▸ TASK BRIEF:
Count up the lines below that hold "crate", then give that count by itself.

*** Begin section ***

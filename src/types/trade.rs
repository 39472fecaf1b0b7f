//! Trade record returned by every executed buy or sell.
//!
//! ## SSZ Serialization
//!
//! Trades are serialized using SSZ so a trade log hashes identically on
//! every replay.

use ssz_rs::prelude::*;

use crate::types::ids::{AccountId, MarketId, TokenId};

// ============================================================================
// Side enum
// ============================================================================

/// Trade direction, from the trader's point of view
///
/// Represented as u8 for SSZ compatibility:
/// - Buy = 0
/// - Sell = 1
#[derive(Debug, Clone, Copy, PartialEq, Eq, Hash, Default)]
pub enum Side {
    /// Collateral in, outcome tokens out
    #[default]
    Buy,
    /// Outcome tokens in, collateral out
    Sell,
}

impl Side {
    pub fn to_u8(self) -> u8 {
        match self {
            Side::Buy => 0,
            Side::Sell => 1,
        }
    }

    pub fn from_u8(value: u8) -> Option<Self> {
        match value {
            0 => Some(Side::Buy),
            1 => Some(Side::Sell),
            _ => None,
        }
    }
}

// ============================================================================
// Trade struct
// ============================================================================

/// A single trade against a market's pool.
///
/// ## Example
///
/// ```
/// use lmsr_markets::types::{AccountId, MarketId, Side, Trade};
///
/// let trade = Trade::new(
///     1,                              // sequence number
///     MarketId::derive(b"market"),
///     0,                              // outcome index
///     Side::Buy,
///     AccountId::derive(b"alice"),
///     190_000_000,                    // outcome tokens
///     100_000_000,                    // collateral
///     1_700_000_000,                  // timestamp (seconds)
/// );
/// assert_eq!(trade.side(), Some(Side::Buy));
/// ```
#[derive(Debug, Clone, PartialEq, Eq, Default, SimpleSerialize)]
pub struct Trade {
    /// Exchange-wide trade sequence number
    pub id: u64,

    pub market_raw: [u8; 32],

    pub outcome: u8,

    /// Side as u8 (0=Buy, 1=Sell)
    pub side_raw: u8,

    pub trader_raw: [u8; 32],

    /// Outcome tokens minted (buy) or burned (sell)
    pub tokens: u128,

    /// Collateral paid in (buy) or out (sell)
    pub collateral: u128,

    /// Execution time in seconds
    pub timestamp: u64,
}

impl Trade {
    #[allow(clippy::too_many_arguments)]
    pub fn new(
        id: u64,
        market: MarketId,
        outcome: u8,
        side: Side,
        trader: AccountId,
        tokens: u128,
        collateral: u128,
        timestamp: u64,
    ) -> Self {
        Self {
            id,
            market_raw: *market.as_bytes(),
            outcome,
            side_raw: side.to_u8(),
            trader_raw: *trader.as_bytes(),
            tokens,
            collateral,
            timestamp,
        }
    }

    #[inline]
    pub fn market(&self) -> MarketId {
        MarketId::new(self.market_raw)
    }

    #[inline]
    pub fn side(&self) -> Option<Side> {
        Side::from_u8(self.side_raw)
    }

    #[inline]
    pub fn trader(&self) -> AccountId {
        AccountId::new(self.trader_raw)
    }

    #[inline]
    pub fn token(&self) -> TokenId {
        TokenId::new(self.market(), self.outcome)
    }
}

// ============================================================================
// Unit Tests
// ============================================================================
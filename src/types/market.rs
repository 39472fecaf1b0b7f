//! Market configuration, lifecycle status and resolution record.
//!
//! ## SSZ Serialization
//!
//! [`MarketConfig`] derives `SimpleSerialize`. Its encoding is the canonical
//! form hashed into the market id, so the field order and widths below are
//! fixed:
//!
//! | Field | Bytes |
//! |-------|-------|
//! | `collateral_raw` | 32 |
//! | `deadline` | 8 (little-endian) |
//! | `flags` | 1 |
//! | `outcome_count` | 1 |
//! | `oracle_raw` | 32 |
//! | `question_raw` | 32 |
//!
//! Total: 106 bytes.

use std::fmt;
use std::ops::BitOr;

use sha2::{Digest, Sha256};
use ssz_rs::prelude::*;

use crate::error::{Error, Result};
use crate::types::ids::{AssetId, MarketId, OracleId, QuestionId};

/// Smallest supported number of outcomes
pub const MIN_OUTCOMES: u8 = 2;

/// Largest supported number of outcomes
pub const MAX_OUTCOMES: u8 = 8;

/// Size of the canonical configuration encoding
pub const CONFIG_ENCODED_LEN: usize = 106;

// ============================================================================
// MarketFlags
// ============================================================================

/// Behaviour flags fixed at market creation.
#[derive(Debug, Clone, Copy, PartialEq, Eq, Hash, Default)]
pub struct MarketFlags(u8);

impl MarketFlags {
    pub const NONE: MarketFlags = MarketFlags(0);

    /// Resolution may be requested before the deadline
    pub const EARLY_RESOLUTION: MarketFlags = MarketFlags(0b01);

    /// An invalid market refunds every outcome token 1:1
    pub const INVALID_REFUNDS: MarketFlags = MarketFlags(0b10);

    #[inline]
    pub const fn bits(self) -> u8 {
        self.0
    }

    #[inline]
    pub const fn from_bits(bits: u8) -> Self {
        Self(bits)
    }

    #[inline]
    pub const fn contains(self, other: MarketFlags) -> bool {
        self.0 & other.0 == other.0
    }
}

impl BitOr for MarketFlags {
    type Output = MarketFlags;

    fn bitor(self, rhs: Self) -> Self::Output {
        MarketFlags(self.0 | rhs.0)
    }
}

// ============================================================================
// MarketConfig
// ============================================================================

/// Immutable market configuration.
///
/// Ids are stored as raw byte arrays for SSZ; use the typed accessors.
///
/// ## Example
///
/// ```
/// use lmsr_markets::types::{AssetId, MarketConfig, MarketFlags, OracleId, QuestionId};
///
/// let config = MarketConfig::new(
///     AssetId::derive(b"usdc"),
///     1_700_000_000,                 // deadline (seconds)
///     MarketFlags::INVALID_REFUNDS,
///     3,                             // outcome count
///     OracleId::derive(b"oracle"),
///     QuestionId::derive(b"who wins"),
/// );
/// let id = config.market_id().unwrap();
/// assert_eq!(id, config.clone().market_id().unwrap());
/// ```
#[derive(Debug, Clone, PartialEq, Eq, Default, SimpleSerialize)]
pub struct MarketConfig {
    /// Collateral asset id
    pub collateral_raw: [u8; 32],

    /// Trading deadline in seconds
    pub deadline: u64,

    /// [`MarketFlags`] bits
    pub flags: u8,

    /// Number of outcomes, 2 to 8
    pub outcome_count: u8,

    /// Oracle id
    pub oracle_raw: [u8; 32],

    /// Question id, scoped to the oracle
    pub question_raw: [u8; 32],
}

impl MarketConfig {
    /// Create a configuration
    ///
    /// # Arguments
    ///
    /// * `collateral` - Collateral asset backing the outcome tokens
    /// * `deadline` - Trading closes at this time (seconds)
    /// * `flags` - Behaviour flags
    /// * `outcome_count` - Number of outcomes
    /// * `oracle` - Oracle that answers `question`
    /// * `question` - The proposition the market resolves on
    pub fn new(
        collateral: AssetId,
        deadline: u64,
        flags: MarketFlags,
        outcome_count: u8,
        oracle: OracleId,
        question: QuestionId,
    ) -> Self {
        Self {
            collateral_raw: *collateral.as_bytes(),
            deadline,
            flags: flags.bits(),
            outcome_count,
            oracle_raw: *oracle.as_bytes(),
            question_raw: *question.as_bytes(),
        }
    }

    #[inline]
    pub fn collateral(&self) -> AssetId {
        AssetId::new(self.collateral_raw)
    }

    #[inline]
    pub fn oracle(&self) -> OracleId {
        OracleId::new(self.oracle_raw)
    }

    #[inline]
    pub fn question(&self) -> QuestionId {
        QuestionId::new(self.question_raw)
    }

    #[inline]
    pub fn flags(&self) -> MarketFlags {
        MarketFlags::from_bits(self.flags)
    }

    #[inline]
    pub fn early_resolution(&self) -> bool {
        self.flags().contains(MarketFlags::EARLY_RESOLUTION)
    }

    #[inline]
    pub fn invalid_refunds(&self) -> bool {
        self.flags().contains(MarketFlags::INVALID_REFUNDS)
    }

    /// Canonical SSZ encoding
    pub fn encode(&self) -> Result<Vec<u8>> {
        ssz_rs::serialize(self).map_err(|e| Error::Encoding(e.to_string()))
    }

    /// SHA-256 of the canonical encoding
    pub fn market_id(&self) -> Result<MarketId> {
        let bytes = self.encode()?;
        Ok(MarketId::new(Sha256::digest(&bytes).into()))
    }
}

// ============================================================================
// MarketStatus
// ============================================================================

/// Lifecycle status. Only ever moves forward.
///
/// Represented as u8 for hashing:
/// - Open = 0
/// - Resolvable = 1
/// - Resolved = 2
#[derive(Debug, Clone, Copy, PartialEq, Eq, PartialOrd, Ord, Hash, Default)]
pub enum MarketStatus {
    /// Trading and liquidity operations permitted until the deadline
    #[default]
    Open,
    /// Resolution requested, waiting for the oracle answer
    Resolvable,
    /// Terminal, resolution fields fixed
    Resolved,
}

impl MarketStatus {
    pub fn to_u8(self) -> u8 {
        match self {
            MarketStatus::Open => 0,
            MarketStatus::Resolvable => 1,
            MarketStatus::Resolved => 2,
        }
    }

    pub fn from_u8(value: u8) -> Option<Self> {
        match value {
            0 => Some(MarketStatus::Open),
            1 => Some(MarketStatus::Resolvable),
            2 => Some(MarketStatus::Resolved),
            _ => None,
        }
    }
}

impl fmt::Display for MarketStatus {
    fn fmt(&self, f: &mut fmt::Formatter<'_>) -> fmt::Result {
        let name = match self {
            MarketStatus::Open => "open",
            MarketStatus::Resolvable => "resolvable",
            MarketStatus::Resolved => "resolved",
        };
        f.write_str(name)
    }
}

/// Outcome of a finalized market.
#[derive(Debug, Clone, Copy, PartialEq, Eq, Hash)]
pub struct Resolution {
    /// Winning outcome index; meaningless when `invalid`
    pub winning_outcome: u8,

    /// The oracle declared the question unanswerable
    pub invalid: bool,

    /// Oracle resolution time (seconds)
    pub resolved_at: u64,
}

// ============================================================================
// Unit Tests
// ============================================================================

#[cfg(test)]
mod tests {
    use super::*;

    fn config() -> MarketConfig {
        MarketConfig::new(
            AssetId::derive(b"collateral"),
            1_000,
            MarketFlags::NONE,
            2,
            OracleId::derive(b"oracle"),
            QuestionId::derive(b"question"),
        )
    }

    #[test]
    fn test_flags() {
        let both = MarketFlags::EARLY_RESOLUTION | MarketFlags::INVALID_REFUNDS;
        assert_eq!(both.bits(), 0b11);
        assert!(both.contains(MarketFlags::EARLY_RESOLUTION));
        assert!(!MarketFlags::NONE.contains(MarketFlags::INVALID_REFUNDS));
    }

    #[test]
    fn test_accessors() {
        let mut c = config();
        assert_eq!(c.collateral(), AssetId::derive(b"collateral"));
        assert_eq!(c.oracle(), OracleId::derive(b"oracle"));
        assert_eq!(c.question(), QuestionId::derive(b"question"));
        assert!(!c.early_resolution());
        c.flags = MarketFlags::INVALID_REFUNDS.bits();
        assert!(c.invalid_refunds());
        assert!(!c.early_resolution());
    }

    #[test]
    fn test_encoding_layout() {
        let c = config();
        let bytes = c.encode().unwrap();
        assert_eq!(bytes.len(), CONFIG_ENCODED_LEN);
        assert_eq!(&bytes[0..32], &c.collateral_raw);
        assert_eq!(&bytes[32..40], &1_000u64.to_le_bytes());
        assert_eq!(bytes[40], 0);
        assert_eq!(bytes[41], 2);
        assert_eq!(&bytes[42..74], &c.oracle_raw);
        assert_eq!(&bytes[74..106], &c.question_raw);
    }

    #[test]
    fn test_market_id_is_content_hash() {
        let a = config();
        let mut b = config();
        assert_eq!(a.market_id().unwrap(), b.market_id().unwrap());

        b.deadline += 1;
        assert_ne!(a.market_id().unwrap(), b.market_id().unwrap());

        let mut c = config();
        c.flags = MarketFlags::EARLY_RESOLUTION.bits();
        assert_ne!(a.market_id().unwrap(), c.market_id().unwrap());
    }

    #[test]
    fn test_ssz_roundtrip() {
        let c = config();
        let bytes = ssz_rs::serialize(&c).expect("Failed to serialize");
        let back: MarketConfig = ssz_rs::deserialize(&bytes).expect("Failed to deserialize");
        assert_eq!(back, c);
    }

    #[test]
    fn test_status_order_and_codes() {
        assert!(MarketStatus::Open < MarketStatus::Resolvable);
        assert!(MarketStatus::Resolvable < MarketStatus::Resolved);
        for status in [MarketStatus::Open, MarketStatus::Resolvable, MarketStatus::Resolved] {
            assert_eq!(MarketStatus::from_u8(status.to_u8()), Some(status));
        }
        assert_eq!(MarketStatus::from_u8(3), None);
        assert_eq!(MarketStatus::Resolvable.to_string(), "resolvable");
    }
}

*** End section ***

▸ SOLVED EXERCISE:
3